In this episode of Stake and Soul, Barry speaks with David Sproxton, co-founder of Aardman Animations, the Bristol-based studio behind Wallace and Gromit, Shaun the Sheep, Morph, and Chicken Run. For more than 50 years, David and his co-founder Peter Lord built one of the most beloved creative companies in British history. In 2018, they had the opportunity to sell to a major studio. They chose not to.
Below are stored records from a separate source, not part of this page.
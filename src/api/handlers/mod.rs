//! API Handlers

pub mod charge_points;
pub mod commands;
pub mod health;
pub mod metrics;
pub mod status_page;
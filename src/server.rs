//! Reusable OCPP Central System server runtime.
//!
//! Provides [`ServerHandle`] that encapsulates the full server lifecycle:
//! database init, snapshot restore, OCPP WebSocket server, control surface,
//! periodic snapshot loop, metrics, and graceful shutdown.

use std::net::SocketAddr;
use std::sync::{Arc, OnceLock};
use std::time::Duration;

use metrics_exporter_prometheus::{PrometheusBuilder, PrometheusHandle};
use sea_orm::DatabaseConnection;
use tokio::net::TcpListener;
use tokio::task::JoinHandle;
use tracing::{error, info, warn};

use crate::api::{create_api_router, ApiState};
use crate::application::commands::SharedCommandPort;
use crate::application::control::{ControlSettings, RemoteControl};
use crate::application::handlers::{CentralSystem, HandlerSettings, SharedHandler};
use crate::application::lifecycle::ConnectionLifecycle;
use crate::application::ports::SharedSnapshotSink;
use crate::application::registry::{ChargePointRegistry, SharedRegistry};
use crate::config::AppConfig;
use crate::infrastructure::{init_database, StateStore};
use crate::interfaces::ws::{OcppEngine, OcppServer, SessionRegistry, SharedSessionRegistry};
use crate::support::shutdown::{listen_for_shutdown_signals, ShutdownSignal};

/// Handle to a running OCPP Central System.
///
/// # Examples
///
/// ```rust,no_run
/// use ocpp_central::config::AppConfig;
/// use ocpp_central::server::ServerHandle;
///
/// #[tokio::main]
/// async fn main() -> Result<(), Box<dyn std::error::Error>> {
///     let handle = ServerHandle::start(AppConfig::default()).await?;
///     // ... wait for shutdown signal ...
///     handle.shutdown().await;
///     Ok(())
/// }
/// ```
pub struct ServerHandle {
    /// Live charge point state.
    pub registry: SharedRegistry,
    /// Active WebSocket sessions.
    pub sessions: SharedSessionRegistry,
    /// Remote control surface.
    pub control: Arc<RemoteControl>,
    /// The configuration the server was started with.
    pub config: AppConfig,
    /// Address the control surface is listening on.
    pub api_addr: SocketAddr,
    /// Address the OCPP WebSocket server is listening on.
    pub ws_addr: SocketAddr,

    db: DatabaseConnection,
    shutdown: ShutdownSignal,
    ws_task: JoinHandle<()>,
    api_task: JoinHandle<()>,
    store_task: JoinHandle<()>,
}

impl ServerHandle {
    /// Start the OCPP Central System.
    ///
    /// This will:
    /// 1. Install the Prometheus metrics recorder
    /// 2. Connect to the database and create the schema
    /// 3. Restore the registry from the last snapshot (an unreadable snapshot aborts startup)
    /// 4. Start the OCPP WebSocket server
    /// 5. Start the control surface (status page, REST API, Swagger UI)
    /// 6. Start the periodic snapshot loop
    pub async fn start(config: AppConfig) -> Result<Self, Box<dyn std::error::Error>> {
        info!("Starting OCPP Central System...");

        let prometheus_handle = prometheus_handle();

        // ── Database ───────────────────────────────────────────
        if let Some(dir) = config.database.path.parent().filter(|d| !d.as_os_str().is_empty()) {
            tokio::fs::create_dir_all(dir).await?;
        }
        let db = init_database(&config.database.database_config()).await?;

        // ── Registry & snapshot store ──────────────────────────
        let registry = ChargePointRegistry::shared();
        let store = Arc::new(StateStore::new(
            db.clone(),
            registry.clone(),
            config.persistence.interval(),
        ));
        store.init().await?;
        if let Err(e) = store.restore().await {
            error!(error = %e, "Stored snapshot is unreadable, refusing to start");
            return Err(e.into());
        }

        // ── Protocol engine & application services ─────────────
        let control_settings = ControlSettings::from(&config.control);
        let handler: SharedHandler = Arc::new(CentralSystem::new(
            registry.clone(),
            HandlerSettings::from(&config.central_system),
        ));
        let sessions = SessionRegistry::shared();
        let engine = Arc::new(OcppEngine::new(
            sessions.clone(),
            handler.clone(),
            control_settings.command_timeout,
        ));
        let commands: SharedCommandPort = engine.clone();
        let snapshots: SharedSnapshotSink = store.clone();
        let lifecycle = Arc::new(ConnectionLifecycle::new(
            registry.clone(),
            handler,
            commands.clone(),
            Some(snapshots),
            config.persistence.disconnect_policy,
        ));
        let control = Arc::new(RemoteControl::new(registry.clone(), commands, control_settings));

        let shutdown = ShutdownSignal::new();

        // ── OCPP WebSocket server ──────────────────────────────
        let ws_listener =
            TcpListener::bind((config.server.ws_host.as_str(), config.server.ws_port)).await?;
        let ws_addr = ws_listener.local_addr()?;
        let server = OcppServer::new(engine, lifecycle);
        let ws_shutdown = shutdown.clone();
        let ws_task = tokio::spawn(async move {
            server.run(ws_listener, ws_shutdown).await;
        });

        // ── Control surface ────────────────────────────────────
        let api_listener =
            TcpListener::bind((config.server.api_host.as_str(), config.server.api_port)).await?;
        let api_addr = api_listener.local_addr()?;
        let router = create_api_router(ApiState::new(control.clone(), sessions.clone()), prometheus_handle);
        info!("Control surface listening on http://{}", api_addr);
        info!("Swagger UI available at http://{}/docs", api_addr);

        let api_shutdown = shutdown.clone();
        let api_task = tokio::spawn(async move {
            let served = axum::serve(api_listener, router)
                .with_graceful_shutdown(async move {
                    api_shutdown.wait().await;
                    info!("🛑 Control surface received shutdown signal");
                })
                .await;
            if let Err(e) = served {
                error!("Control surface error: {}", e);
            }
        });

        // ── Snapshot loop ──────────────────────────────────────
        let store_shutdown = shutdown.clone();
        let store_task = tokio::spawn(async move {
            store.run(store_shutdown).await;
        });

        info!("🚀 All servers started.");

        Ok(Self {
            registry,
            sessions,
            control,
            config,
            api_addr,
            ws_addr,
            db,
            shutdown,
            ws_task,
            api_task,
            store_task,
        })
    }

    /// Get a cloneable shutdown signal.
    pub fn shutdown_signal(&self) -> ShutdownSignal {
        self.shutdown.clone()
    }

    /// Trigger shutdown on SIGTERM or Ctrl+C.
    pub fn install_signal_handler(&self) {
        tokio::spawn(listen_for_shutdown_signals(self.shutdown.clone()));
    }

    /// Trigger graceful shutdown (non-blocking).
    pub fn trigger_shutdown(&self) {
        self.shutdown.trigger();
    }

    /// Wait for every task to stop after shutdown has been triggered.
    ///
    /// The snapshot loop performs its final save before this returns, unless
    /// `server.shutdown_timeout` expires first.
    pub async fn wait(self) {
        info!("⏳ Waiting for server tasks to complete...");
        let limit = Duration::from_secs(self.config.server.shutdown_timeout);
        let tasks = [
            ("WebSocket server", self.ws_task),
            ("Control surface", self.api_task),
            ("Snapshot loop", self.store_task),
        ];
        for (name, task) in tasks {
            match tokio::time::timeout(limit, task).await {
                Ok(Ok(())) => info!("{} stopped", name),
                Ok(Err(e)) => error!("{} task panicked: {}", name, e),
                Err(_) => warn!("{} did not stop within {:?}", name, limit),
            }
        }

        if let Err(e) = self.db.close().await {
            warn!("Error closing database connection: {}", e);
        } else {
            info!("✅ Database connection closed");
        }

        info!("👋 OCPP Central System shutdown complete");
    }

    /// Trigger shutdown and wait for completion.
    pub async fn shutdown(self) {
        info!("🛑 Shutting down OCPP Central System...");
        self.trigger_shutdown();
        self.wait().await;
    }

    /// Check if the server is still running.
    pub fn is_running(&self) -> bool {
        !self.ws_task.is_finished() || !self.api_task.is_finished()
    }
}

/// The global metrics recorder can only be installed once per process;
/// later starts in the same process reuse it.
fn prometheus_handle() -> Option<PrometheusHandle> {
    static PROM_HANDLE: OnceLock<Option<PrometheusHandle>> = OnceLock::new();
    PROM_HANDLE
        .get_or_init(|| match PrometheusBuilder::new().install_recorder() {
            Ok(handle) => {
                info!("📊 Prometheus metrics recorder installed");
                Some(handle)
            }
            Err(e) => {
                warn!(error = %e, "Prometheus recorder unavailable, /metrics disabled");
                None
            }
        })
        .clone()
}

/// Initialize tracing (logging) from the application config.
///
/// `RUST_LOG` takes precedence over `logging.level`. Call once at process
/// startup, before [`ServerHandle::start`].
pub fn init_tracing(config: &AppConfig) {
    use tracing_subscriber::layer::SubscriberExt;
    use tracing_subscriber::util::SubscriberInitExt;

    let env_filter = tracing_subscriber::EnvFilter::try_from_default_env()
        .unwrap_or_else(|_| tracing_subscriber::EnvFilter::new(&config.logging.level));

    match config.logging.format.to_lowercase().as_str() {
        "json" => {
            tracing_subscriber::registry()
                .with(env_filter)
                .with(tracing_subscriber::fmt::layer().json())
                .init();
        }
        _ => {
            tracing_subscriber::registry()
                .with(env_filter)
                .with(tracing_subscriber::fmt::layer())
                .init();
        }
    }
}

#[cfg(test)]
mod tests {
    use super::*;

    fn test_config(db_path: std::path::PathBuf) -> AppConfig {
        let mut config = AppConfig::default();
        config.server.ws_host = "127.0.0.1".into();
        config.server.ws_port = 0;
        config.server.api_host = "127.0.0.1".into();
        config.server.api_port = 0;
        config.server.shutdown_timeout = 5;
        config.database.path = db_path;
        config.database.max_connections = 1;
        config
    }

    fn temp_db(name: &str) -> std::path::PathBuf {
        let dir = std::env::temp_dir().join(format!("ocpp-central-{}-{}", name, std::process::id()));
        let _ = std::fs::remove_dir_all(&dir);
        dir.join("state.db")
    }

    #[tokio::test]
    async fn state_survives_restart() {
        let path = temp_db("restart");

        let handle = ServerHandle::start(test_config(path.clone())).await.unwrap();
        assert_ne!(handle.ws_addr.port(), 0);
        handle.registry.connect("CP1");
        handle.registry.allocate_transaction_id().unwrap();
        handle.shutdown().await;

        let handle = ServerHandle::start(test_config(path.clone())).await.unwrap();
        assert!(handle.registry.contains("CP1"));
        assert_eq!(handle.registry.next_transaction_id(), 1);
        handle.shutdown().await;

        let _ = std::fs::remove_dir_all(path.parent().unwrap());
    }
}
Instead, they transferred Aardman to an Employee Ownership Trust, handing control to the people who had built it.
In this conversation, David talks about what drove that decision, how a creative business holds onto its soul when the financial pressure to sell can be enormous, and what it actually feels like to say “you have control” after four decades at the helm.
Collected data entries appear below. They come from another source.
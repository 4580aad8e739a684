//! Request and response DTOs

pub mod charge_point;
pub mod command;
pub mod common;
pub mod transaction;

pub use charge_point::{ChargePointDto, ConfigurationKeyDto, ConnectorDto};
pub use command::{CommandResponse, RemoteStartRequest, RemoteStopRequest};
pub use common::{control_error, status_for, ApiResponse, ApiResult};
pub use transaction::{MeasurementDto, TransactionDto};
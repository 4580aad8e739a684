//! Protocol-facing interfaces

pub mod ws;
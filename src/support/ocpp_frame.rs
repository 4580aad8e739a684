//! OCPP-J message framing
//!
//! - **Call**       `[2, "<uniqueId>", "<action>", {<payload>}]`
//! - **CallResult** `[3, "<uniqueId>", {<payload>}]`
//! - **CallError**  `[4, "<uniqueId>", "<errorCode>", "<errorDescription>", {<errorDetails>}]`

use serde_json::Value;
use thiserror::Error;

const MSG_TYPE_CALL: u64 = 2;
const MSG_TYPE_CALL_RESULT: u64 = 3;
const MSG_TYPE_CALL_ERROR: u64 = 4;

/// OCPP-J 1.6 CallError codes used by this server.
pub mod error_code {
    pub const NOT_IMPLEMENTED: &str = "NotImplemented";
    pub const PROTOCOL_ERROR: &str = "ProtocolError";
    pub const FORMATION_VIOLATION: &str = "FormationViolation";
    pub const GENERIC_ERROR: &str = "GenericError";
    pub const INTERNAL_ERROR: &str = "InternalError";
}

/// A parsed OCPP-J frame.
#[derive(Debug, Clone, PartialEq)]
pub enum OcppFrame {
    Call {
        unique_id: String,
        action: String,
        payload: Value,
    },
    CallResult {
        unique_id: String,
        payload: Value,
    },
    CallError {
        unique_id: String,
        error_code: String,
        error_description: String,
        error_details: Value,
    },
}

/// Errors that can occur when parsing an OCPP-J frame.
#[derive(Debug, Error)]
pub enum OcppFrameError {
    #[error("Invalid JSON: {0}")]
    InvalidJson(#[from] serde_json::Error),

    #[error("Frame is not a non-empty JSON array")]
    NotAnArray,

    #[error("Unknown message type: {0}")]
    UnknownMessageType(Value),

    #[error("Expected at least {expected} fields, got {got}")]
    MissingFields { expected: usize, got: usize },

    #[error("Field type mismatch: {0}")]
    FieldTypeMismatch(&'static str),
}

impl OcppFrameError {
    /// Unique ID of the offending frame, when it can still be read.
    ///
    /// Used to address a CallError back to the sender of a malformed Call.
    pub fn recover_unique_id(text: &str) -> Option<String> {
        let value: Value = serde_json::from_str(text).ok()?;
        value.get(1)?.as_str().map(str::to_string)
    }
}

impl OcppFrame {
    pub fn parse(text: &str) -> Result<Self, OcppFrameError> {
        let arr = match serde_json::from_str::<Value>(text)? {
            Value::Array(arr) if !arr.is_empty() => arr,
            _ => return Err(OcppFrameError::NotAnArray),
        };

        match arr[0].as_u64() {
            Some(MSG_TYPE_CALL) => {
                require(&arr, 4)?;
                Ok(Self::Call {
                    unique_id: string_at(&arr, 1, "uniqueId must be a string")?,
                    action: string_at(&arr, 2, "action must be a string")?,
                    payload: arr[3].clone(),
                })
            }
            Some(MSG_TYPE_CALL_RESULT) => {
                require(&arr, 3)?;
                Ok(Self::CallResult {
                    unique_id: string_at(&arr, 1, "uniqueId must be a string")?,
                    payload: arr[2].clone(),
                })
            }
            Some(MSG_TYPE_CALL_ERROR) => {
                require(&arr, 4)?;
                Ok(Self::CallError {
                    unique_id: string_at(&arr, 1, "uniqueId must be a string")?,
                    error_code: arr[2].as_str().unwrap_or(error_code::GENERIC_ERROR).to_string(),
                    error_description: arr[3].as_str().unwrap_or_default().to_string(),
                    error_details: arr.get(4).cloned().unwrap_or_else(empty_object),
                })
            }
            _ => Err(OcppFrameError::UnknownMessageType(arr[0].clone())),
        }
    }

    pub fn serialize(&self) -> String {
        let arr = match self {
            Self::Call {
                unique_id,
                action,
                payload,
            } => serde_json::json!([MSG_TYPE_CALL, unique_id, action, payload]),
            Self::CallResult { unique_id, payload } => {
                serde_json::json!([MSG_TYPE_CALL_RESULT, unique_id, payload])
            }
            Self::CallError {
                unique_id,
                error_code,
                error_description,
                error_details,
            } => serde_json::json!([
                MSG_TYPE_CALL_ERROR,
                unique_id,
                error_code,
                error_description,
                error_details
            ]),
        };
        arr.to_string()
    }

    pub fn unique_id(&self) -> &str {
        match self {
            Self::Call { unique_id, .. }
            | Self::CallResult { unique_id, .. }
            | Self::CallError { unique_id, .. } => unique_id,
        }
    }

    pub fn error_response(
        unique_id: impl Into<String>,
        error_code: impl Into<String>,
        error_description: impl Into<String>,
    ) -> Self {
        Self::CallError {
            unique_id: unique_id.into(),
            error_code: error_code.into(),
            error_description: error_description.into(),
            error_details: empty_object(),
        }
    }
}

fn require(arr: &[Value], expected: usize) -> Result<(), OcppFrameError> {
    if arr.len() < expected {
        return Err(OcppFrameError::MissingFields {
            expected,
            got: arr.len(),
        });
    }
    Ok(())
}

fn string_at(arr: &[Value], index: usize, what: &'static str) -> Result<String, OcppFrameError> {
    arr[index]
        .as_str()
        .map(str::to_string)
        .ok_or(OcppFrameError::FieldTypeMismatch(what))
}

fn empty_object() -> Value {
    Value::Object(Default::default())
}
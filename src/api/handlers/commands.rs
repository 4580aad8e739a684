//! Remote command API handlers

use axum::{
    extract::{Path, State},
    Json,
};

use crate::api::dto::{
    control_error, ApiResponse, ApiResult, CommandResponse, RemoteStartRequest, RemoteStopRequest,
};
use crate::api::router::ApiState;

/// Soft reset a charge point
#[utoipa::path(
    post,
    path = "/api/v1/charge-points/{charge_point_id}/reset",
    tag = "Commands",
    params(
        ("charge_point_id" = String, Path, description = "Charge point ID")
    ),
    responses(
        (status = 200, description = "Reset accepted", body = ApiResponse<CommandResponse>),
        (status = 404, description = "Charge point not found"),
        (status = 502, description = "Charge point declined"),
        (status = 503, description = "Charge point not connected"),
        (status = 504, description = "No response from charge point")
    )
)]
pub async fn reset_charge_point(
    State(state): State<ApiState>,
    Path(charge_point_id): Path<String>,
) -> ApiResult<CommandResponse> {
    state.control.reset(&charge_point_id).await.map_err(control_error)?;
    Ok(Json(ApiResponse::success(CommandResponse::accepted("Reset accepted"))))
}

/// Remote start transaction
#[utoipa::path(
    post,
    path = "/api/v1/charge-points/{charge_point_id}/remote-start",
    tag = "Commands",
    params(
        ("charge_point_id" = String, Path, description = "Charge point ID")
    ),
    request_body = RemoteStartRequest,
    responses(
        (status = 200, description = "Remote start accepted", body = ApiResponse<CommandResponse>),
        (status = 404, description = "Charge point or connector not found"),
        (status = 409, description = "Connector already has an active transaction"),
        (status = 502, description = "Charge point declined"),
        (status = 503, description = "Charge point not connected"),
        (status = 504, description = "No response from charge point")
    )
)]
pub async fn remote_start(
    State(state): State<ApiState>,
    Path(charge_point_id): Path<String>,
    Json(request): Json<RemoteStartRequest>,
) -> ApiResult<CommandResponse> {
    state
        .control
        .start_transaction(&charge_point_id, request.connector_id)
        .await
        .map_err(control_error)?;
    Ok(Json(ApiResponse::success(CommandResponse::accepted("Remote start accepted"))))
}

/// Remote stop transaction
#[utoipa::path(
    post,
    path = "/api/v1/charge-points/{charge_point_id}/remote-stop",
    tag = "Commands",
    params(
        ("charge_point_id" = String, Path, description = "Charge point ID")
    ),
    request_body = RemoteStopRequest,
    responses(
        (status = 200, description = "Remote stop accepted", body = ApiResponse<CommandResponse>),
        (status = 404, description = "Charge point or transaction not found"),
        (status = 409, description = "Transaction already ended"),
        (status = 502, description = "Charge point declined"),
        (status = 503, description = "Charge point not connected"),
        (status = 504, description = "No response from charge point")
    )
)]
pub async fn remote_stop(
    State(state): State<ApiState>,
    Path(charge_point_id): Path<String>,
    Json(request): Json<RemoteStopRequest>,
) -> ApiResult<CommandResponse> {
    state
        .control
        .stop_transaction(&charge_point_id, request.transaction_id)
        .await
        .map_err(control_error)?;
    Ok(Json(ApiResponse::success(CommandResponse::accepted("Remote stop accepted"))))
}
What’s covered in this episode:
- How David and Peter met at school in the mid-1960s, discovered animation through a borrowed 16mm clockwork camera, and sold their first piece of work to the BBC’s Vision On for £25.
- The origins of the Aardman name, registered at Companies House in 1972 as something between a schoolboy prank and an accidental brand.
- Why Aardman said no to Jeffrey Katzenberg when DreamWorks offered to buy the studio outright, and the deal structure they chose instead.
- What David observed watching the ad agency Gold Greenlees Trott get absorbed by a US conglomerate, and why that convinced him a trade sale would destroy the thing that made Aardman worth acquiring.
- The book “Beyond the Corporation: Humanity Working” by David Erdal, a 2011 EOA conference talk, and how they spent several years researching the EO model before engaging advisers.
- The John Lewis trust model and why it suited Aardman better than direct shareholding, including a tax-efficient bonus arrangement secured for long-term freelancers through HMRC.
- How the partner rep group evolved across three iterations, from an unwieldy group of 10 to a focused body of five, and how the role of that group has sharpened over time.
- Monthly financial workshops, bimonthly town halls, and the challenge of communicating financial information to people across very different roles in the business.
- The games department closure, the announcement of forthcoming trading losses, and how transparency in difficult periods is managed when partners have been told it is their company.
- David’s view on AI: a powerful tool for administration and search, but one that averages rather than imagines, and one whose generative output is already feeding on its own mediocrity.
Moments to listen out for:
- David’s account of that first wet Sunday afternoon when he and Peter pulled a clockwork Bolex out of a cupboard and played with paper cutouts, not yet knowing where it was headed.
- The moment Aardman announced its transition to employee ownership and received hundreds of emails from people inside Disney, DreamWorks, and Sony saying “if only.”
- His description of the away days where he would take questions from the floor and the question that kept coming up: what happens when you and Peter retire?
- The phrase he used on transition day, borrowed from his time learning to fly gliders: “you have control,” and what it cost him emotionally to mean it.
- His CEO confessional: the Tortoise and Hare feature film that had too many legs on it, that he believes could have been saved, and the goodwill with the crew that took a long time to rebuild after it was cancelled.
Quickfire highlights
- Employee ownership is: the only way forward.
- Biggest EO surprise: the reaction from people inside the big US studios. Hundreds of emails, all saying the same thing.
- Leadership insight: at a certain point, you have to stop being a backseat driver. Giving someone control means giving them control, not giving them control with an asterisk.
- Book recommendation: “Beyond the Corporation: Humanity Working” by David Erdal.
For more than 50 years, Aardman has grown a global business from plasticine and people, while keeping ownership firmly in Bristol. Interest from overseas never disappeared. David talks about how that independence was protected, and what it took to let go when the time came.